(Saved entries)
*** Block opens ***
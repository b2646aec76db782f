use chrono::{DateTime, Utc};
use serde::{Deserialize, Serialize};

/// Registro de una corrida de campaña
#[derive(Debug, Clone, Serialize, Deserialize)]
pub struct CampaignRunRecord {
    pub id: String,
    pub action_type: String, // "invite", "direct_message"
    pub status: String,      // "pending", "running", "done", "failed"
    pub error_message: Option<String>,
    pub total_sent: i64,
    pub created_at: DateTime<Utc>,
    pub updated_at: DateTime<Utc>,
    pub report: Option<serde_json::Value>, // CampaignReport serializado
}

/// Para listar corridas con paginación
#[derive(Debug, Clone, Serialize)]
pub struct ListRunsResponse {
    pub total: u64,
    pub page: u64,
    pub page_size: u64,
    pub items: Vec<CampaignRunRecord>,
}
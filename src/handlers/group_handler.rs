//! handlers/group_handler.rs
use actix_web::{web, HttpResponse};
use serde_json::json;

use crate::handlers::campaign_handler::campaign_error_response;
use crate::models::account_model::AccountSession;
use crate::models::campaign_model::{
    BroadcastRequest, JoinGroupsRequest, JoinGroupsResponse, ScrapeMembersRequest,
    ScrapeMembersResponse,
};
use crate::models::platform_model::{CampaignError, CampaignResult};
use crate::services::account_service::AccountService;
use crate::services::campaign_service::CampaignService;
use crate::services::target_service::TargetStore;

async fn single_account(accounts: &AccountService, phone: &str) -> CampaignResult<AccountSession> {
    accounts
        .get_accounts(&[phone.to_string()])
        .await?
        .pop()
        .ok_or_else(|| CampaignError::InvalidInput("Cuenta no registrada".to_string()))
}

/// POST /api/groups/join
pub async fn join_groups_endpoint(
    body: web::Json<JoinGroupsRequest>,
    campaigns: web::Data<CampaignService>,
    accounts: web::Data<AccountService>,
) -> HttpResponse {
    let req = body.into_inner();
    let account = match single_account(&accounts, &req.phone).await {
        Ok(account) => account,
        Err(e) => return campaign_error_response(e),
    };

    match campaigns.join_groups(&account, &req.groups).await {
        Ok(joined) => HttpResponse::Ok().json(JoinGroupsResponse {
            phone: req.phone,
            joined,
            requested: req.groups.len(),
        }),
        Err(e) => campaign_error_response(e),
    }
}

/// POST /api/groups/members
/// Exporta los miembros del grupo a `{data_dir}/targets`.
pub async fn scrape_members_endpoint(
    body: web::Json<ScrapeMembersRequest>,
    campaigns: web::Data<CampaignService>,
    accounts: web::Data<AccountService>,
    store: web::Data<TargetStore>,
) -> HttpResponse {
    let req = body.into_inner();
    let account = match single_account(&accounts, &req.phone).await {
        Ok(account) => account,
        Err(e) => return campaign_error_response(e),
    };

    let members = match campaigns.scrape_members(&account, &req.group).await {
        Ok(members) => members,
        Err(e) => return campaign_error_response(e),
    };

    match store.save_members(&req.group, &members).await {
        Ok(file) => HttpResponse::Ok().json(ScrapeMembersResponse {
            phone: req.phone,
            group: req.group,
            file,
            count: members.len(),
        }),
        Err(e) => HttpResponse::InternalServerError().json(json!({
            "success": false,
            "error": format!("{:#}", e)
        })),
    }
}

/// POST /api/groups/broadcast
pub async fn broadcast_endpoint(
    body: web::Json<BroadcastRequest>,
    campaigns: web::Data<CampaignService>,
    accounts: web::Data<AccountService>,
) -> HttpResponse {
    let req = body.into_inner();
    let account = match single_account(&accounts, &req.phone).await {
        Ok(account) => account,
        Err(e) => return campaign_error_response(e),
    };

    let passes = req.passes.unwrap_or(1);
    match campaigns
        .broadcast(&account, &req.groups, &req.text, passes)
        .await
    {
        Ok(report) => HttpResponse::Ok().json(report),
        Err(e) => campaign_error_response(e),
    }
}
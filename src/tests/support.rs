//! tests/support.rs
//! Helpers compartidos por las pruebas.

use sqlx::sqlite::SqliteConnectOptions;
use sqlx::{Pool, Sqlite};
use std::path::Path;
use std::sync::Arc;
use tokio::sync::watch;

use crate::config::pacing_config::PacingConfig;
use crate::models::account_model::AccountSession;
use crate::models::campaign_model::TargetIdentity;
use crate::services::campaign_service::CampaignService;
use crate::services::ledger_service::LedgerService;
use crate::services::pacer_service::shutdown_channel;
use crate::services::simulated_platform::SimulatedPlatform;

pub fn account(phone: &str) -> AccountSession {
    AccountSession {
        phone: phone.to_string(),
        api_id: 12345,
        api_hash: "0123456789abcdef".to_string(),
        session_path: format!("sessions/{0}/{0}", phone),
    }
}

pub fn ids(values: &[i64]) -> Vec<TargetIdentity> {
    values.iter().map(|v| TargetIdentity::Id(*v)).collect()
}

/// Servicio con pacing inmediato sobre un directorio temporal.
pub fn campaign_service(
    platform: &SimulatedPlatform,
    data_dir: &Path,
) -> (CampaignService, watch::Sender<bool>) {
    let (tx, rx) = shutdown_channel();
    let service = CampaignService::new(
        Arc::new(platform.clone()),
        LedgerService::new(data_dir),
        PacingConfig::immediate(),
        rx,
    );
    (service, tx)
}

pub async fn service_pool(data_dir: &Path) -> Pool<Sqlite> {
    let options = SqliteConnectOptions::new()
        .filename(data_dir.join("service.db"))
        .create_if_missing(true);
    let pool = Pool::<Sqlite>::connect_with(options)
        .await
        .expect("Failed to open test database");
    sqlx::migrate!("./migrations")
        .run(&pool)
        .await
        .expect("Failed to run migrations");
    pool
}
*** Block closes ***
Your instructions: Those lines above that contain the string "watch" should be returned.

Response to the task:
use tokio::sync::watch;
) -> (CampaignService, watch::Sender<bool>) {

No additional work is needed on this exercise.